GIVEN DATA section start

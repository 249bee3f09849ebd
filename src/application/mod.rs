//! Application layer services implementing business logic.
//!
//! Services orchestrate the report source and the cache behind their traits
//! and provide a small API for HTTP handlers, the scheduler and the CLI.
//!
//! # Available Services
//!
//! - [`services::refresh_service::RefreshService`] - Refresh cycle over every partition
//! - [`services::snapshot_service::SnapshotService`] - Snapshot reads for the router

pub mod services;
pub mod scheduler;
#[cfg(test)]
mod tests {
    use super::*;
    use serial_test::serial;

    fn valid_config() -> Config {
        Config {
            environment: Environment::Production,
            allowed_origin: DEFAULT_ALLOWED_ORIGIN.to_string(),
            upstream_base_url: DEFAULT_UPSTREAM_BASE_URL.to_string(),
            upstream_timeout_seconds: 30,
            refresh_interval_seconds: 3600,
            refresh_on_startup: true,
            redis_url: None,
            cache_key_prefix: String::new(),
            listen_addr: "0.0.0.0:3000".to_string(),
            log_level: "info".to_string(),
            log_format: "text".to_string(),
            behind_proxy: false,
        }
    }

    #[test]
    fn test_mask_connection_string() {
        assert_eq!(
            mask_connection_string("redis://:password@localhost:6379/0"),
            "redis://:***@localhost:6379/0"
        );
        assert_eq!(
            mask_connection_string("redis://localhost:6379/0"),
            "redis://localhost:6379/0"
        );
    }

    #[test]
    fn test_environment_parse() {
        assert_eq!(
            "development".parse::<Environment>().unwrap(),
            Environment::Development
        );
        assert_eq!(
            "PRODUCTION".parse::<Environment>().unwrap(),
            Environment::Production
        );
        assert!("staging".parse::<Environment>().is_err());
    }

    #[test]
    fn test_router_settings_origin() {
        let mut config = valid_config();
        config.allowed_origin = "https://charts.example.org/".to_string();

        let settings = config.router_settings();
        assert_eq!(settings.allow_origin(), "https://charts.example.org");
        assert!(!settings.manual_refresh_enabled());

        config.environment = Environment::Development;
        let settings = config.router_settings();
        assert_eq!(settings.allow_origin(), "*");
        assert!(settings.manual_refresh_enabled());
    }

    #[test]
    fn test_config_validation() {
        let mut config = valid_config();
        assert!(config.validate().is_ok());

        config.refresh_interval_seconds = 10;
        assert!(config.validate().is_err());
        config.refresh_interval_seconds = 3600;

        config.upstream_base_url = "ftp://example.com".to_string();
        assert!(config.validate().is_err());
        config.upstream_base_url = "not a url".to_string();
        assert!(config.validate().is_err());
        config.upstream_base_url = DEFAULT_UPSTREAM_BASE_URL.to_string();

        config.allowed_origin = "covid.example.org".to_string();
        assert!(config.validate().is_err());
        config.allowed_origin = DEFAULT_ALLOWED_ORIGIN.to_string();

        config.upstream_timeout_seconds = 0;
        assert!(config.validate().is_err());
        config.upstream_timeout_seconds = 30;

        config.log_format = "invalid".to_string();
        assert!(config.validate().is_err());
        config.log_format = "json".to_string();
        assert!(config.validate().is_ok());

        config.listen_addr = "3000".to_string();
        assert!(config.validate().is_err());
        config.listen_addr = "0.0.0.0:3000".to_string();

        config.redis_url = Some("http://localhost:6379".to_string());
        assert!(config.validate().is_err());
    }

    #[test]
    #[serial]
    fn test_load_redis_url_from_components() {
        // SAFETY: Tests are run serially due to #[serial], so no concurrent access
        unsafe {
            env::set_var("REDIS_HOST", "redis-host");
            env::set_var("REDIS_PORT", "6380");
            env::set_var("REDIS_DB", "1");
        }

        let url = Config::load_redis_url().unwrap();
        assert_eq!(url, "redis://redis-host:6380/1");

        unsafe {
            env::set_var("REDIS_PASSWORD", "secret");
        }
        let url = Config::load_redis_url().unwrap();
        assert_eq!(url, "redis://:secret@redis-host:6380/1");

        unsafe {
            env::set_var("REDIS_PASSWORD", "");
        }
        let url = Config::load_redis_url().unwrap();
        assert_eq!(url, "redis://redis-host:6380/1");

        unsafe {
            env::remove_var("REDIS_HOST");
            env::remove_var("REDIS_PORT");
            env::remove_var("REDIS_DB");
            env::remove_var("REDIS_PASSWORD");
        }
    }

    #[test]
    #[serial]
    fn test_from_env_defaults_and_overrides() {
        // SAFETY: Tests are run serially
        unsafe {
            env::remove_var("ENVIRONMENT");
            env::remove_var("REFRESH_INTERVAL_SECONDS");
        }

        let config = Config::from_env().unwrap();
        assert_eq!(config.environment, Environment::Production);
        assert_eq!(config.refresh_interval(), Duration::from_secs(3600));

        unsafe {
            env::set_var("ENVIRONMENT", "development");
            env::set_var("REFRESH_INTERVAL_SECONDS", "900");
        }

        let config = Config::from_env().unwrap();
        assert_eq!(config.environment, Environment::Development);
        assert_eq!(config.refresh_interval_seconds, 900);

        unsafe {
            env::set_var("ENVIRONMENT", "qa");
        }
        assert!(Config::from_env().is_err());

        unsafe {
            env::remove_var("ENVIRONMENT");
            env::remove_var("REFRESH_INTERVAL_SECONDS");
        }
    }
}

GIVEN DATA section end

Among the records, find every line with the word "charts" and copy it.

▶ **SOLUTION TO THIS TASK**
        config.allowed_origin = "https://charts.example.org/".to_string();
        assert_eq!(settings.allow_origin(), "https://charts.example.org");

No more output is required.